- **Exercise objective**: Keyword search on "struct": report each line of the records that contains it.

- **Data**:
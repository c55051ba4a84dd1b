//! Byte-stream writer consumed by every report.
//!
//! The transport is ordered and blocking; a report never observes partial
//! writes. Adapters exist for in-memory buffers and for any `io::Write`.

use std::fmt;
use std::io;

use tracing::warn;

/// Output stream for protocol text.
pub trait StreamWriter {
    /// Write a string fragment.
    fn write(&mut self, s: &str);

    /// Formatted write, so `write!(out, ...)` works on any stream.
    fn write_fmt(&mut self, args: fmt::Arguments<'_>) {
        if let Some(s) = args.as_str() {
            self.write(s);
        } else {
            let _ = fmt::write(&mut FmtAdapter(self), args);
        }
    }
}

struct FmtAdapter<'a, W: ?Sized>(&'a mut W);

impl<W: StreamWriter + ?Sized> fmt::Write for FmtAdapter<'_, W> {
    fn write_str(&mut self, s: &str) -> fmt::Result {
        self.0.write(s);
        Ok(())
    }
}

impl StreamWriter for String {
    fn write(&mut self, s: &str) {
        self.push_str(s);
    }
}

impl StreamWriter for Vec<u8> {
    fn write(&mut self, s: &str) {
        self.extend_from_slice(s.as_bytes());
    }
}

impl<W: StreamWriter + ?Sized> StreamWriter for &mut W {
    fn write(&mut self, s: &str) {
        (**self).write(s);
    }
}

/// Adapter from [`io::Write`] to [`StreamWriter`].
///
/// The protocol layer has no way to act on a transport failure, so the first
/// error is logged and kept; later writes are dropped until it is taken.
pub struct IoStream<W: io::Write> {
    inner: W,
    error: Option<io::Error>,
}

impl<W: io::Write> IoStream<W> {
    pub fn new(inner: W) -> Self {
        Self { inner, error: None }
    }

    /// Take the pending transport error, resuming output.
    pub fn take_error(&mut self) -> Option<io::Error> {
        self.error.take()
    }

    pub fn flush(&mut self) -> io::Result<()> {
        self.inner.flush()
    }

    pub fn into_inner(self) -> W {
        self.inner
    }
}

impl<W: io::Write> StreamWriter for IoStream<W> {
    fn write(&mut self, s: &str) {
        if self.error.is_some() {
            return;
        }
        if let Err(e) = self.inner.write_all(s.as_bytes()) {
            warn!(error = %e, "stream write failed, dropping output");
            self.error = Some(e);
        }
    }
}
//! `$I` build info.

use cnc_common::config::ControllerConfig;
use cnc_common::consts::{ASCII_EOL, BLOCK_BUFFER_SIZE, FIRMWARE_NAME, PROTOCOL_BUILD, PROTOCOL_VERSION};

use crate::hooks::Hooks;
use crate::stream::StreamWriter;

/// Driver and board identification reported by `$I`.
#[derive(Debug, Clone, Default, PartialEq, Eq)]
pub struct BuildInfo {
    /// User-stored build info line (`$I=...`).
    pub line: String,
    pub rx_buffer_size: u16,
    pub nvs_storage: Option<String>,
    pub driver: Option<String>,
    pub driver_version: Option<String>,
    pub driver_options: Option<String>,
    pub board: Option<String>,
    /// Maximum step rate [Hz].
    pub max_step_rate: Option<u32>,
}

fn option_letters(config: &ControllerConfig) -> String {
    let caps = &config.capabilities;
    let homing = &config.homing;

    [
        (caps.variable_spindle, 'V'),
        (true, 'N'),
        (caps.mist_control, 'M'),
        (homing.force_set_origin, 'Z'),
        (homing.single_axis_commands, 'H'),
        (caps.software_debounce, 'S'),
        (config.parking_override_control, 'R'),
        (!homing.init_lock, 'L'),
        (caps.safety_door_ajar, '+'),
        (!config.status_report.sync_on_wco_change, 'W'),
        (caps.auto_squared, '2'),
    ]
    .into_iter()
    .filter_map(|(set, letter)| set.then_some(letter))
    .collect()
}

fn new_options(config: &ControllerConfig) -> Vec<&'static str> {
    let caps = &config.capabilities;
    let mut opts = vec![
        "ENUMS",
        if config.legacy_rt_commands { "RT+" } else { "RT-" },
    ];

    if config.homing.enabled {
        opts.push("HOME");
    }
    if !caps.probe {
        opts.push("NOPROBE");
    } else if caps.probe_disconnected {
        opts.push("PC");
    }
    for (set, name) in [
        (caps.stop_disable, "OS"),
        (caps.block_delete, "BD"),
        (caps.e_stop, "ES"),
        (caps.mpg_mode, "MPG"),
        (config.lathe_mode, "LATHE"),
        (caps.tool_change, "TC"),
        (caps.spindle_sync, "SS"),
    ] {
        if set {
            opts.push(name);
        }
    }
    opts
}

/// `[VER:]` and `[OPT:]`, then with `extended` the `[NEWOPT:]` and
/// `[FIRMWARE:]` blocks. Report options handlers append to `[NEWOPT:` and
/// after the fixed lines.
pub fn build_info(
    out: &mut dyn StreamWriter,
    info: &BuildInfo,
    config: &ControllerConfig,
    extended: bool,
    hooks: &Hooks,
) {
    write!(
        out,
        "[VER:{PROTOCOL_VERSION}.{PROTOCOL_BUILD}:{}]{ASCII_EOL}",
        info.line
    );

    write!(
        out,
        "[OPT:{},{},{}",
        option_letters(config),
        BLOCK_BUFFER_SIZE - 1,
        info.rx_buffer_size
    );
    if extended {
        write!(out, ",{},{}", config.axis_count, config.n_tools);
    }
    out.write("]\r\n");

    if !extended {
        return;
    }

    write!(out, "[NEWOPT:{}", new_options(config).join(","));
    hooks.report_options(out, true);
    out.write("]\r\n");

    write!(out, "[FIRMWARE:{FIRMWARE_NAME}]{ASCII_EOL}");

    let tagged = [
        ("NVS STORAGE", &info.nvs_storage),
        ("DRIVER", &info.driver),
        ("DRIVER VERSION", &info.driver_version),
        ("DRIVER OPTIONS", &info.driver_options),
        ("BOARD", &info.board),
    ];
    for (tag, value) in tagged {
        if let Some(value) = value {
            write!(out, "[{tag}:{value}]{ASCII_EOL}");
        }
    }
    if let Some(rate) = info.max_step_rate {
        write!(out, "[MAX STEP RATE:{rate} Hz]{ASCII_EOL}");
    }

    hooks.report_options(out, false);
}

#[cfg(test)]
mod tests {
    use super::*;
    use crate::hooks::ReportOptionsHandler;
    use std::sync::Arc;

    struct Odometer;

    impl ReportOptionsHandler for Odometer {
        fn on_report_options(&self, out: &mut dyn StreamWriter, newopt: bool) {
            if newopt {
                out.write(",ODO");
            } else {
                out.write("[PLUGIN:ODOMETER v0.03]\r\n");
            }
        }
    }

    fn info() -> BuildInfo {
        BuildInfo {
            line: "bench".into(),
            rx_buffer_size: 1024,
            driver: Some("SIM".into()),
            max_step_rate: Some(100_000),
            ..Default::default()
        }
    }

    #[test]
    fn short_form() {
        let mut out = String::new();
        build_info(&mut out, &info(), &ControllerConfig::default(), false, &Hooks::new());
        assert_eq!(out, "[VER:1.1f.20210204:bench]\r\n[OPT:N,35,1024]\r\n");
    }

    #[test]
    fn extended_form_with_plugin() {
        let mut config = ControllerConfig::default();
        config.capabilities.variable_spindle = true;
        config.capabilities.probe = true;
        config.capabilities.e_stop = true;
        config.homing.init_lock = false;
        config.n_tools = 8;

        let mut hooks = Hooks::new();
        hooks.on_report_options(Arc::new(Odometer));

        let mut out = String::new();
        build_info(&mut out, &info(), &config, true, &hooks);
        assert_eq!(
            out,
            "[VER:1.1f.20210204:bench]\r\n\
             [OPT:VNL,35,1024,3,8]\r\n\
             [NEWOPT:ENUMS,RT+,HOME,ES,ODO]\r\n\
             [FIRMWARE:grblHAL]\r\n\
             [DRIVER:SIM]\r\n\
             [MAX STEP RATE:100000 Hz]\r\n\
             [PLUGIN:ODOMETER v0.03]\r\n"
        );
    }

    #[test]
    fn probe_capability_options() {
        let mut config = ControllerConfig::default();
        assert!(new_options(&config).contains(&"NOPROBE"));
        config.capabilities.probe = true;
        config.capabilities.probe_disconnected = true;
        config.legacy_rt_commands = false;
        assert_eq!(new_options(&config)[..4], ["ENUMS", "RT-", "HOME", "PC"]);
    }
}
//! Configuration loading traits and types.
//!
//! Every controller build loads one TOML file describing which optional
//! status report fields are enabled, which hardware capabilities exist and
//! how often the throttled report fields are refreshed.
//!
//! # Usage
//!
//! ```rust,no_run
//! use cnc_common::config::{ConfigLoader, ControllerConfig, ConfigError};
//! use std::path::Path;
//!
//! fn main() -> Result<(), ConfigError> {
//!     let config = ControllerConfig::load(Path::new("controller.toml"))?;
//!     config.validate()?;
//!     println!("Axes: {}", config.axis_count);
//!     Ok(())
//! }
//! ```

use serde::{Deserialize, Serialize};
use std::path::Path;
use thiserror::Error;
use tracing::{debug, warn};

use crate::consts::{
    DEFAULT_AXIS_COUNT, MAX_AXES, REPORT_OVERRIDE_REFRESH_BUSY_COUNT,
    REPORT_OVERRIDE_REFRESH_IDLE_COUNT, REPORT_WCO_REFRESH_BUSY_COUNT,
    REPORT_WCO_REFRESH_IDLE_COUNT,
};

/// Error type for configuration loading operations.
#[derive(Debug, Clone, Error)]
pub enum ConfigError {
    /// Configuration file not found at specified path.
    #[error("Configuration file not found")]
    FileNotFound,

    /// TOML parsing failed.
    #[error("Failed to parse configuration: {0}")]
    ParseError(String),

    /// Semantic validation failed.
    #[error("Configuration validation failed: {0}")]
    ValidationError(String),
}

/// Log level for application logging.
///
/// Uses lowercase serde values for TOML compatibility.
#[derive(Debug, Clone, Copy, PartialEq, Eq, Serialize, Deserialize, Default)]
#[serde(rename_all = "lowercase")]
pub enum LogLevel {
    /// Most verbose, detailed tracing information.
    Trace,
    /// Debug information useful during development.
    Debug,
    /// General information about application operation.
    #[default]
    Info,
    /// Warning messages for potentially problematic situations.
    Warn,
    /// Error messages for serious problems.
    Error,
}

impl LogLevel {
    /// Directive string understood by `tracing_subscriber::EnvFilter`.
    pub const fn as_directive(self) -> &'static str {
        match self {
            Self::Trace => "trace",
            Self::Debug => "debug",
            Self::Info => "info",
            Self::Warn => "warn",
            Self::Error => "error",
        }
    }
}

/// Common configuration fields.
///
/// # TOML Example
///
/// ```toml
/// [shared]
/// log_level = "debug"
/// service_name = "cnc-report-01"
/// ```
#[derive(Debug, Clone, Serialize, Deserialize)]
pub struct SharedConfig {
    /// Logging verbosity level.
    #[serde(default)]
    pub log_level: LogLevel,

    /// Application instance identifier.
    pub service_name: String,
}

impl Default for SharedConfig {
    fn default() -> Self {
        Self {
            log_level: LogLevel::Info,
            service_name: "cnc-report".to_string(),
        }
    }
}

impl SharedConfig {
    /// Validate the configuration.
    ///
    /// # Errors
    ///
    /// Returns `ConfigError::ValidationError` if `service_name` is empty.
    pub fn validate(&self) -> Result<(), ConfigError> {
        if self.service_name.is_empty() {
            return Err(ConfigError::ValidationError(
                "service_name cannot be empty".to_string(),
            ));
        }
        Ok(())
    }
}

// ─── Status Report Configuration ────────────────────────────────────

/// Optional status report fields (`$10` equivalents).
#[derive(Debug, Clone, Copy, PartialEq, Eq, Serialize, Deserialize)]
#[serde(default)]
pub struct StatusReportConfig {
    /// Report `MPos` instead of `WPos`.
    pub machine_position: bool,
    /// `|Bf:` planner/stream buffer availability.
    pub buffer_state: bool,
    /// `|Ln:` executing line number.
    pub line_numbers: bool,
    /// `|FS:` / `|F:` feed and speed.
    pub feed_speed: bool,
    /// `|Pn:` input pin state.
    pub pin_state: bool,
    /// `|WCO:` work coordinate offset.
    pub work_coord_offset: bool,
    /// `|Ov:` overrides.
    pub overrides: bool,
    /// Emit parser state reports when modal state changes.
    pub parser_state: bool,
    /// Append alarm code to `Alarm`.
    pub alarm_substate: bool,
    /// Append probing sub-state `:2` to `Run`.
    pub run_substate: bool,
    /// Force a WCO report on coordinate system change.
    pub sync_on_wco_change: bool,
}

impl Default for StatusReportConfig {
    fn default() -> Self {
        Self {
            machine_position: true,
            buffer_state: true,
            line_numbers: false,
            feed_speed: true,
            pin_state: true,
            work_coord_offset: true,
            overrides: true,
            parser_state: false,
            alarm_substate: false,
            run_substate: false,
            sync_on_wco_change: true,
        }
    }
}

impl StatusReportConfig {
    /// Only the mandatory state and position fields.
    pub const fn minimal() -> Self {
        Self {
            machine_position: true,
            buffer_state: false,
            line_numbers: false,
            feed_speed: false,
            pin_state: false,
            work_coord_offset: false,
            overrides: false,
            parser_state: false,
            alarm_substate: false,
            run_substate: false,
            sync_on_wco_change: false,
        }
    }
}

/// Hardware and driver capabilities.
#[derive(Debug, Clone, Copy, PartialEq, Eq, Serialize, Deserialize, Default)]
#[serde(default)]
pub struct Capabilities {
    /// Variable spindle speed (PWM).
    pub variable_spindle: bool,
    /// Spindle synchronized motion (encoder fitted).
    pub spindle_sync: bool,
    /// Spindle speed sensor available.
    pub spindle_speed_sensor: bool,
    /// Mist coolant output.
    pub mist_control: bool,
    /// MPG mode switching.
    pub mpg_mode: bool,
    /// Door ajar input distinct from door open.
    pub safety_door_ajar: bool,
    /// Optional stop disable input.
    pub stop_disable: bool,
    /// Block delete input.
    pub block_delete: bool,
    /// Emergency stop input.
    pub e_stop: bool,
    /// Probe input.
    pub probe: bool,
    /// Probe disconnected input.
    pub probe_disconnected: bool,
    /// Manual tool change (M6) support.
    pub tool_change: bool,
    /// Software input debouncing.
    pub software_debounce: bool,
    /// Auto-squared (ganged) axes.
    pub auto_squared: bool,
}

/// Homing options relevant to reporting.
#[derive(Debug, Clone, Copy, PartialEq, Eq, Serialize, Deserialize)]
#[serde(default)]
pub struct HomingConfig {
    pub enabled: bool,
    pub single_axis_commands: bool,
    pub manual: bool,
    pub init_lock: bool,
    pub force_set_origin: bool,
}

impl Default for HomingConfig {
    fn default() -> Self {
        Self {
            enabled: true,
            single_axis_commands: false,
            manual: false,
            init_lock: true,
            force_set_origin: false,
        }
    }
}

/// Refresh intervals for the throttled WCO and override fields [reports].
#[derive(Debug, Clone, Copy, PartialEq, Eq, Serialize, Deserialize)]
#[serde(default)]
pub struct RefreshConfig {
    pub wco_busy: u8,
    pub wco_idle: u8,
    pub override_busy: u8,
    pub override_idle: u8,
}

impl Default for RefreshConfig {
    fn default() -> Self {
        Self {
            wco_busy: REPORT_WCO_REFRESH_BUSY_COUNT,
            wco_idle: REPORT_WCO_REFRESH_IDLE_COUNT,
            override_busy: REPORT_OVERRIDE_REFRESH_BUSY_COUNT,
            override_idle: REPORT_OVERRIDE_REFRESH_IDLE_COUNT,
        }
    }
}

impl RefreshConfig {
    /// Busy interval must not be shorter than the idle interval.
    pub fn validate(&self) -> Result<(), ConfigError> {
        if self.wco_busy < self.wco_idle {
            return Err(ConfigError::ValidationError(format!(
                "wco_busy {} is less than wco_idle {}",
                self.wco_busy, self.wco_idle
            )));
        }
        if self.override_busy < self.override_idle {
            return Err(ConfigError::ValidationError(format!(
                "override_busy {} is less than override_idle {}",
                self.override_busy, self.override_idle
            )));
        }
        if self.wco_idle < 2 {
            return Err(ConfigError::ValidationError(format!(
                "wco_idle {} must be at least 2",
                self.wco_idle
            )));
        }
        if self.override_idle < 1 {
            return Err(ConfigError::ValidationError(
                "override_idle must be at least 1".to_string(),
            ));
        }
        Ok(())
    }
}

/// Top-level controller configuration.
///
/// # TOML Example
///
/// ```toml
/// axis_count = 3
/// report_inches = false
///
/// [shared]
/// service_name = "mill-01"
///
/// [status_report]
/// machine_position = false
/// pin_state = true
///
/// [capabilities]
/// variable_spindle = true
/// ```
#[derive(Debug, Clone, Serialize, Deserialize)]
pub struct ControllerConfig {
    #[serde(default)]
    pub shared: SharedConfig,

    /// Number of configured axes (1..=6).
    #[serde(default = "default_axis_count")]
    pub axis_count: u8,

    /// Report positions and rates in inches.
    #[serde(default)]
    pub report_inches: bool,

    /// Lathe mode (diameter mode and G7/G8 reporting).
    #[serde(default)]
    pub lathe_mode: bool,

    /// Enable parking override control (M56).
    #[serde(default)]
    pub parking_override_control: bool,

    /// Use legacy single-character realtime commands.
    #[serde(default = "default_true")]
    pub legacy_rt_commands: bool,

    /// Number of tools in the tool table (0 = no table).
    #[serde(default)]
    pub n_tools: u8,

    #[serde(default)]
    pub status_report: StatusReportConfig,

    #[serde(default)]
    pub capabilities: Capabilities,

    #[serde(default)]
    pub homing: HomingConfig,

    #[serde(default)]
    pub refresh: RefreshConfig,
}

fn default_axis_count() -> u8 {
    DEFAULT_AXIS_COUNT
}

fn default_true() -> bool {
    true
}

impl Default for ControllerConfig {
    fn default() -> Self {
        Self {
            shared: SharedConfig::default(),
            axis_count: DEFAULT_AXIS_COUNT,
            report_inches: false,
            lathe_mode: false,
            parking_override_control: false,
            legacy_rt_commands: true,
            n_tools: 0,
            status_report: StatusReportConfig::default(),
            capabilities: Capabilities::default(),
            homing: HomingConfig::default(),
            refresh: RefreshConfig::default(),
        }
    }
}

impl ControllerConfig {
    /// Validate parameter bounds.
    pub fn validate(&self) -> Result<(), ConfigError> {
        self.shared.validate()?;
        if self.axis_count == 0 || self.axis_count as usize > MAX_AXES {
            return Err(ConfigError::ValidationError(format!(
                "axis_count {} out of range [1, {}]",
                self.axis_count, MAX_AXES
            )));
        }
        self.refresh.validate()
    }

    /// Load from `path` and validate, logging the outcome.
    pub fn load_validated(path: &Path) -> Result<Self, ConfigError> {
        let config = Self::load(path).inspect_err(|e| {
            warn!(path = %path.display(), error = %e, "failed to load controller configuration");
        })?;
        config.validate().inspect_err(|e| {
            warn!(path = %path.display(), error = %e, "controller configuration rejected");
        })?;
        debug!(
            path = %path.display(),
            axes = config.axis_count,
            inches = config.report_inches,
            "controller configuration loaded"
        );
        Ok(config)
    }
}

/// Trait for loading configuration from TOML files.
///
/// # Contract
///
/// - Returns `ConfigError::FileNotFound` if the file does not exist
/// - Returns `ConfigError::ParseError` if TOML syntax is invalid
pub trait ConfigLoader: Sized + serde::de::DeserializeOwned {
    /// Load configuration from a TOML file.
    fn load(path: &Path) -> Result<Self, ConfigError> {
        let content = std::fs::read_to_string(path).map_err(|e| {
            if e.kind() == std::io::ErrorKind::NotFound {
                ConfigError::FileNotFound
            } else {
                ConfigError::ParseError(e.to_string())
            }
        })?;

        Self::from_toml(&content)
    }

    /// Parse configuration from a TOML string.
    fn from_toml(content: &str) -> Result<Self, ConfigError> {
        toml::from_str(content).map_err(|e| ConfigError::ParseError(e.to_string()))
    }
}

// Blanket implementation for all types that implement DeserializeOwned.
impl<T: serde::de::DeserializeOwned> ConfigLoader for T {}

- **Written answer**:
struct FmtAdapter<'a, W: ?Sized>(&'a mut W);
pub struct IoStream<W: io::Write> {
pub struct BuildInfo {
    struct Odometer;
pub struct SharedConfig {
pub struct StatusReportConfig {
pub struct Capabilities {
pub struct HomingConfig {
pub struct RefreshConfig {
pub struct ControllerConfig {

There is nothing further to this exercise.